▶ PROBLEM DETAILS
All lines in the data below carrying the string "must" are to be located and copied.

(RECORDS FOR THIS EXERCISE Opens)

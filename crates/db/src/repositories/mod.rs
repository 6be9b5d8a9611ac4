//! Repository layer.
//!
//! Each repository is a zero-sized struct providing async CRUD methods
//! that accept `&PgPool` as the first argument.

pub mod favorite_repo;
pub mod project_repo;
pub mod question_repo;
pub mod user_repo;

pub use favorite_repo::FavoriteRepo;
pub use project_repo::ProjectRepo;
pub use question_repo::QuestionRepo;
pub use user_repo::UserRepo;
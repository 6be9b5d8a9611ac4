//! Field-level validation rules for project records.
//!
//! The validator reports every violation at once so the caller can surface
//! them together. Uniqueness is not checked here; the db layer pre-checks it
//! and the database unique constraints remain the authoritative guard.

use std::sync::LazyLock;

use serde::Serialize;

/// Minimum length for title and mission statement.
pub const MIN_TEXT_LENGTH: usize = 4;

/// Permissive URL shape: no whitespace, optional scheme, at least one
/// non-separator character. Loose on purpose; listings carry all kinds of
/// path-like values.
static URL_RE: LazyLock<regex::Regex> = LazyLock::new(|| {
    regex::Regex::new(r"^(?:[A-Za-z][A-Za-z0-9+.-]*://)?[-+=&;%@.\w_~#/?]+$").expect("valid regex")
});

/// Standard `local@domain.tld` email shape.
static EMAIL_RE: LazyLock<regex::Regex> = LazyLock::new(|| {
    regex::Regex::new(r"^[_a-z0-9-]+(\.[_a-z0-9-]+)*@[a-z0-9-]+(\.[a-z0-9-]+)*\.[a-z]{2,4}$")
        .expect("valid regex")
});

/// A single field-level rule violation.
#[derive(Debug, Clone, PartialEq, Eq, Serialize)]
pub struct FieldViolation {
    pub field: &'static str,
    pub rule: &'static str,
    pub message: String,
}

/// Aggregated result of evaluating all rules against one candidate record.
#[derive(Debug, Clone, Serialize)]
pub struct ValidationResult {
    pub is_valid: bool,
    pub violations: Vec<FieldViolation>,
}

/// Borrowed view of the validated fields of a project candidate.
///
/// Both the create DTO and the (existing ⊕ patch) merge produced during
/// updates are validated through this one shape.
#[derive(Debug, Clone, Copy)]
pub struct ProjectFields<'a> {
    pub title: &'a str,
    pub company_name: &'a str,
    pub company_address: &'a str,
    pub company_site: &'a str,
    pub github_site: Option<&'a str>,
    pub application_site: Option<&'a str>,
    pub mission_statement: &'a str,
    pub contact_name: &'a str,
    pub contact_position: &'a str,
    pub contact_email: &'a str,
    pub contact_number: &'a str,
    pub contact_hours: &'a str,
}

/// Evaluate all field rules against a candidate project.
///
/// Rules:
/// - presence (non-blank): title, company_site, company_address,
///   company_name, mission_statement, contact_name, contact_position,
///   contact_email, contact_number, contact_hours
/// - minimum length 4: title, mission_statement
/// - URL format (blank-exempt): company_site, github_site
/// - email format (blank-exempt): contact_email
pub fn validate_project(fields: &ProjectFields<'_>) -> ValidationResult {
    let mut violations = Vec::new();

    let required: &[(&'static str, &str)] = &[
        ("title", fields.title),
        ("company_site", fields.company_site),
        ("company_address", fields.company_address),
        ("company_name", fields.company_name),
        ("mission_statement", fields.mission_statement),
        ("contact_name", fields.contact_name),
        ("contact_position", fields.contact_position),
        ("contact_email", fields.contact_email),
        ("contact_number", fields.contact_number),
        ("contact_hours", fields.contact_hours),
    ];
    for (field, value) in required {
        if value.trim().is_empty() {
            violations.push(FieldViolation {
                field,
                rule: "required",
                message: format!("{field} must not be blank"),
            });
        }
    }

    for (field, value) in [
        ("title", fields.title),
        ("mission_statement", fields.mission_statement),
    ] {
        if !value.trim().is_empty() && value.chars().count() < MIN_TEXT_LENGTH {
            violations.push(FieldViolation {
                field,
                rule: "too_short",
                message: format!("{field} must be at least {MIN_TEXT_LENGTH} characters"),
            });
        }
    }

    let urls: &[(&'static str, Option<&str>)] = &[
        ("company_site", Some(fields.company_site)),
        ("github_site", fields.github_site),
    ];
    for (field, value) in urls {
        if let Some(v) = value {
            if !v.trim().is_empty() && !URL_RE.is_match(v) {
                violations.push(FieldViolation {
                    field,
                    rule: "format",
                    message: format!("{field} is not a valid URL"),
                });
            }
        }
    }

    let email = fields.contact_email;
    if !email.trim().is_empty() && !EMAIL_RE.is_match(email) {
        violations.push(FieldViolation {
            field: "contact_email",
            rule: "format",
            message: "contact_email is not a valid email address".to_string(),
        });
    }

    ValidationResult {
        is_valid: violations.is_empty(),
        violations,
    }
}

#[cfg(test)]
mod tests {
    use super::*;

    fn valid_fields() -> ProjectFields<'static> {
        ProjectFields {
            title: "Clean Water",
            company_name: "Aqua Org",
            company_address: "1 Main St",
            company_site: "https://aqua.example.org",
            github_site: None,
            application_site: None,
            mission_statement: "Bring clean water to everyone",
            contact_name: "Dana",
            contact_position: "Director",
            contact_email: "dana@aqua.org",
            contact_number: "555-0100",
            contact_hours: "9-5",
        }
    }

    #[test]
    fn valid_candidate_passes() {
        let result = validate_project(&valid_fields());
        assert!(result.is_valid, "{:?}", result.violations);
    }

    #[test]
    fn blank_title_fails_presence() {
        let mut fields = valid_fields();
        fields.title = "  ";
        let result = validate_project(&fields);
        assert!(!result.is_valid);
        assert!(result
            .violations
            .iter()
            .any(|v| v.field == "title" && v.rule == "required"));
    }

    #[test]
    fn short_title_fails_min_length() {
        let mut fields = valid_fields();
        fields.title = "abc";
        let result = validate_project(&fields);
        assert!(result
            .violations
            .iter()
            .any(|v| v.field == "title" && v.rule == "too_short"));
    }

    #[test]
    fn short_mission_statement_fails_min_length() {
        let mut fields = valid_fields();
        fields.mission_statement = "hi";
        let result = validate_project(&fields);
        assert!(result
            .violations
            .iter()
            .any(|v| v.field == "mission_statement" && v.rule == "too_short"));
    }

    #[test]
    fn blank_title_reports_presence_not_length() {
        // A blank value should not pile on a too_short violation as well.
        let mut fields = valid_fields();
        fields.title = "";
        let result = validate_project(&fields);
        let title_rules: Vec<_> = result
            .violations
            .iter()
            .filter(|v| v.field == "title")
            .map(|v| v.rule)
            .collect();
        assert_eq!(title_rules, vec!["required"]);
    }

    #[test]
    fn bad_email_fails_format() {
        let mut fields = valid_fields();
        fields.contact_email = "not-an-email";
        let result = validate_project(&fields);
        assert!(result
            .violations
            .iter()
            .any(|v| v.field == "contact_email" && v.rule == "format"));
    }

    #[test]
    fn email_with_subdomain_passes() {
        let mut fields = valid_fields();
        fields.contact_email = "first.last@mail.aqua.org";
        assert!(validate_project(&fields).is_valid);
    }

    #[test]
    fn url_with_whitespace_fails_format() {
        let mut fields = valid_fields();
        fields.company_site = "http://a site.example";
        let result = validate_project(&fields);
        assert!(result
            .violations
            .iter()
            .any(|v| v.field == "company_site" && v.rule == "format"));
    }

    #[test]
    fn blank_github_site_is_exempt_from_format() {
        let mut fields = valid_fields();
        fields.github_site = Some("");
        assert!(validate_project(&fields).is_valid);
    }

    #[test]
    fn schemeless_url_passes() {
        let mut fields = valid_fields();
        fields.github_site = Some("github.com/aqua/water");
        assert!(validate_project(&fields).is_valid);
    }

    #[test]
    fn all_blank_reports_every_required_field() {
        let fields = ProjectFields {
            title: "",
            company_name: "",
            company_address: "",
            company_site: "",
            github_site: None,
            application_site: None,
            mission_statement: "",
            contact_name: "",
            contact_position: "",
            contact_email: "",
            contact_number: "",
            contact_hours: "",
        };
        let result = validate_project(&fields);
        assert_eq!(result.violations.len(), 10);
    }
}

(RECORDS FOR THIS EXERCISE Closes)

▶ SOLUTION TO THE EXERCISE
                message: format!("{field} must not be blank"),
                message: format!("{field} must be at least {MIN_TEXT_LENGTH} characters"),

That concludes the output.